I came back from vacation. I started a new job. I'm exhausted mentally and physically from so many activities and no time to recover. I'm a week behind. It's past midnight.

Let's code.

I suppose one nice aspect of being so behind is I can sort of take these at my own pace, since I'm way far behind any sort of race with friends or anyone else doing this. But on the other hand... I am so far behind.

Anyway. A tree house. A 2d grid of values, and a need to check if a "tree" is "hidden" - basically if all trees directly between it and any cardinal edge of the grid are shorter, it's visible. And for the first part of the problem, it seems pretty simple, just a count of the number of 'visible' trees. A naieve (but good enough) solution is just to loop through every single tree. Since the input it square, it checking it would be O(n^3/2). Which... isn't too bad?

(note: an alternate solution might be to look in from the edges, which would be computationally faster, but perfect is the enemy of good enough, and I don't know how I would implement that as easily)

bool isTreeVisible(vector<vector<int>> grid, int x, int y)
{
    // Edge checks: edge trees are always visible
    if (x == 0 || y == 0 || x == (grid.size()-1) || y == (grid[x].size()-1))
        return true;

    int tree = grid[x][y], maxCheck;

    // Left of row check
    maxCheck = 0;
    for (int i = 0; i < x; i++) maxCheck = max(maxCheck, grid[i][y]);
    if (maxCheck < tree) return true;

    /*
    Repeat for all directions..
    */

    return false;
}

That part took... a few seconds. The first problem this year to really do so with the initial approach. I didn't think it was that inefficient. But it does have a lot of loops.

Ooookay, a totally different problem roughly within the same space. A bit more... intense of a problem to think about, but not too bad overall. Just need to change up the checking function a bit. It's a bit simpler than it could be; it could have some complex line-of-sight thing. But for now, just check outwards until it finds the edge or first non-blocking tree.

A tip: All edge trees have a score of 0, as you will always multiply by 0 for at least one factor.
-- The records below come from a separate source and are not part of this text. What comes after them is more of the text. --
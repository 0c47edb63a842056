//! Blocking HTTP implementation of [`JobServer`].
//!
//! Talks the Jenkins-style REST surface: nested `job/<seg>` URLs,
//! `createItem` for folders and jobs, `config.xml` reconfiguration,
//! `doDelete`, a recursive `api/json?tree=` listing, and the
//! `pipeline-model-converter/validate` endpoint. Authentication is HTTP
//! basic with an API token, so no CSRF crumb is required.

use std::time::Duration;

use base64::{engine::general_purpose::STANDARD, Engine as _};
use serde::Deserialize;
use serde_json::Value;

use pipesync_core::JobPath;

use crate::error::RemoteError;
use crate::server::{Credentials, JobServer};
use crate::tree::{NodeKind, RemoteNode, RemoteTree};

/// Server-side class name marking an entry as a folder.
pub const FOLDER_CLASS: &str = "com.cloudbees.hudson.plugins.folder.Folder";

/// Nesting depth requested from the listing endpoint. Ten levels of folders
/// is far deeper than any tracked tree in practice.
const LIST_DEPTH: usize = 10;

const REQUEST_TIMEOUT: Duration = Duration::from_secs(30);

/// Identity reported by the server on connect.
#[derive(Debug, Clone, PartialEq, Eq)]
pub struct ServerInfo {
    pub user: String,
    pub version: String,
}

/// A connected session against a remote job server.
pub struct HttpJobServer {
    agent: ureq::Agent,
    base: String,
    auth: Option<String>,
    info: ServerInfo,
}

impl HttpJobServer {
    /// Establish a session, verifying credentials with a `me/api/json`
    /// round-trip before any mutating call is made.
    pub fn connect(url: &str, credentials: Option<&Credentials>) -> Result<Self, RemoteError> {
        let agent = ureq::AgentBuilder::new().timeout(REQUEST_TIMEOUT).build();
        let base = url.trim_end_matches('/').to_string();
        let auth = credentials
            .map(|c| format!("Basic {}", STANDARD.encode(format!("{}:{}", c.user, c.token))));

        let endpoint = format!("{base}/me/api/json");
        let req = match &auth {
            Some(header) => agent.get(&endpoint).set("Authorization", header),
            None => agent.get(&endpoint),
        };
        let resp = match req.call() {
            Ok(resp) => resp,
            Err(ureq::Error::Status(status @ (401 | 403), _)) => {
                return Err(RemoteError::Auth { url: base, status })
            }
            Err(ureq::Error::Status(status, _)) => {
                return Err(RemoteError::Api {
                    op: "connect",
                    path: "/me".to_string(),
                    status,
                })
            }
            Err(err) => return Err(transport("connect", err)),
        };

        let version = resp.header("X-Jenkins").unwrap_or("unknown").to_string();
        let who: WhoAmI = resp.into_json().map_err(|e| decode("connect", e))?;
        tracing::info!("connected as {} to server {version}", who.full_name);

        Ok(Self {
            agent,
            base,
            auth,
            info: ServerInfo {
                user: who.full_name,
                version,
            },
        })
    }

    /// Identity and version reported by the server at connect time.
    pub fn info(&self) -> &ServerInfo {
        &self.info
    }

    /// `<base>/job/<seg>/job/<seg>...` for a namespace path.
    fn job_url(&self, path: &JobPath) -> String {
        let mut url = self.base.clone();
        for seg in path.segments() {
            url.push_str("/job/");
            url.push_str(seg);
        }
        url
    }

    fn request(&self, method: &str, url: &str) -> ureq::Request {
        let req = self.agent.request(method, url);
        match &self.auth {
            Some(header) => req.set("Authorization", header),
            None => req,
        }
    }
}

impl JobServer for HttpJobServer {
    fn list_tree(&mut self) -> Result<RemoteTree, RemoteError> {
        let url = format!("{}/api/json", self.base);
        let resp = self
            .request("GET", &url)
            .query("tree", &tree_query(LIST_DEPTH))
            .call()
            .map_err(|e| api_err("list-tree", "/", e))?;
        let listing: TreeListing = resp.into_json().map_err(|e| decode("list-tree", e))?;
        Ok(tree_from_listing(listing))
    }

    fn create_folder(&mut self, path: &JobPath) -> Result<(), RemoteError> {
        let Some((name, parent)) = path.split_last() else {
            return Ok(());
        };
        let parent_url = match parent {
            Some(folder) => self.job_url(&folder),
            None => self.base.clone(),
        };
        let url = format!("{parent_url}/createItem");
        match self.request("POST", &url).send_form(&[
            ("name", name),
            ("mode", FOLDER_CLASS),
            ("from", ""),
            ("Submit", "OK"),
        ]) {
            Ok(_) => Ok(()),
            // The server answers 400 when an item of that name exists.
            Err(ureq::Error::Status(400, _)) => Err(RemoteError::AlreadyExists {
                path: path.clone(),
            }),
            Err(err) => Err(api_err("create-folder", &path.to_string(), err)),
        }
    }

    fn upsert_job(&mut self, path: &JobPath, config_xml: &str) -> Result<(), RemoteError> {
        let job_url = self.job_url(path);
        let exists = match self
            .request("GET", &format!("{job_url}/api/json"))
            .query("tree", "name")
            .call()
        {
            Ok(_) => true,
            Err(ureq::Error::Status(404, _)) => false,
            Err(err) => return Err(api_err("job-exists", &path.to_string(), err)),
        };

        if exists {
            self.request("POST", &format!("{job_url}/config.xml"))
                .set("Content-Type", "text/xml")
                .send_string(config_xml)
                .map_err(|e| api_err("reconfigure-job", &path.to_string(), e))?;
            return Ok(());
        }

        let Some((name, parent)) = path.split_last() else {
            return Err(RemoteError::NotFound { path: path.clone() });
        };
        let parent_url = match parent {
            Some(folder) => self.job_url(&folder),
            None => self.base.clone(),
        };
        self.request("POST", &format!("{parent_url}/createItem"))
            .query("name", name)
            .set("Content-Type", "text/xml")
            .send_string(config_xml)
            .map_err(|e| api_err("create-job", &path.to_string(), e))?;
        Ok(())
    }

    fn delete_job(&mut self, path: &JobPath) -> Result<(), RemoteError> {
        let url = format!("{}/doDelete", self.job_url(path));
        match self.request("POST", &url).send_string("") {
            Ok(_) => Ok(()),
            Err(ureq::Error::Status(404, _)) => {
                Err(RemoteError::NotFound { path: path.clone() })
            }
            Err(err) => Err(api_err("delete", &path.to_string(), err)),
        }
    }

    fn validate_syntax(&mut self, content: &str) -> Result<Vec<String>, RemoteError> {
        let url = format!("{}/pipeline-model-converter/validate", self.base);
        let resp = self
            .request("POST", &url)
            .send_form(&[("jenkinsfile", content)])
            .map_err(|e| api_err("validate", "/", e))?;
        let payload: Value = resp.into_json().map_err(|e| decode("validate", e))?;
        Ok(validation_messages(&payload))
    }
}

fn transport(op: &'static str, err: ureq::Error) -> RemoteError {
    RemoteError::Transport {
        op,
        source: Box::new(err),
    }
}

fn api_err(op: &'static str, path: &str, err: ureq::Error) -> RemoteError {
    match err {
        ureq::Error::Status(status, _) => RemoteError::Api {
            op,
            path: path.to_string(),
            status,
        },
        other => transport(op, other),
    }
}

fn decode(op: &'static str, source: std::io::Error) -> RemoteError {
    RemoteError::Decode { op, source }
}

// ---------------------------------------------------------------------------
// Listing payload
// ---------------------------------------------------------------------------

#[derive(Debug, Deserialize)]
struct WhoAmI {
    #[serde(rename = "fullName", default)]
    full_name: String,
}

#[derive(Debug, Deserialize)]
pub(crate) struct TreeListing {
    #[serde(default)]
    jobs: Vec<JobListing>,
}

#[derive(Debug, Deserialize)]
pub(crate) struct JobListing {
    #[serde(rename = "_class", default)]
    class: String,
    name: String,
    #[serde(default)]
    jobs: Vec<JobListing>,
}

/// Nested `tree=` query selecting name and class down to `depth` levels.
fn tree_query(depth: usize) -> String {
    let mut q = String::from("jobs[name,_class]");
    for _ in 1..depth {
        q = format!("jobs[name,_class,{q}]");
    }
    q
}

/// Tag every listed entry with its [`NodeKind`]; this is the only place the
/// server's class names are inspected.
pub(crate) fn tree_from_listing(listing: TreeListing) -> RemoteTree {
    let mut tree = RemoteTree::default();
    for job in listing.jobs {
        let (name, node) = node_from_listing(job);
        tree.roots.insert(name, node);
    }
    tree
}

fn node_from_listing(job: JobListing) -> (String, RemoteNode) {
    let kind = if job.class == FOLDER_CLASS {
        NodeKind::Folder
    } else {
        NodeKind::Job
    };
    let mut node = RemoteNode::new(kind);
    for child in job.jobs {
        let (name, child_node) = node_from_listing(child);
        node.children.insert(name, child_node);
    }
    (job.name, node)
}

/// Flatten the validate endpoint's payload into plain messages. Entries carry
/// their text either as a single string or as a list.
pub(crate) fn validation_messages(payload: &Value) -> Vec<String> {
    let mut messages = Vec::new();
    let Some(errors) = payload.pointer("/data/errors").and_then(Value::as_array) else {
        return messages;
    };
    for entry in errors {
        match entry.get("error") {
            Some(Value::String(message)) => messages.push(message.clone()),
            Some(Value::Array(items)) => messages.extend(
                items
                    .iter()
                    .filter_map(Value::as_str)
                    .map(str::to_string),
            ),
            _ => {}
        }
    }
    messages
}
int getSenicScore (vector<vector<int>> grid, int x, int y)
{
    int tree = grid[x][y], dist, score;

    // Calculate left score
    dist = 0;
    for (int i = x-1; i >= 0; i--)
    {
        dist++;
        if (grid[i][y] >= tree) break;
    }
    score = dist;

    /*
        Repeat, *= dist to score for each direction
    */

    return score;
}

Took about as long to run, but worked on the first try. Woo!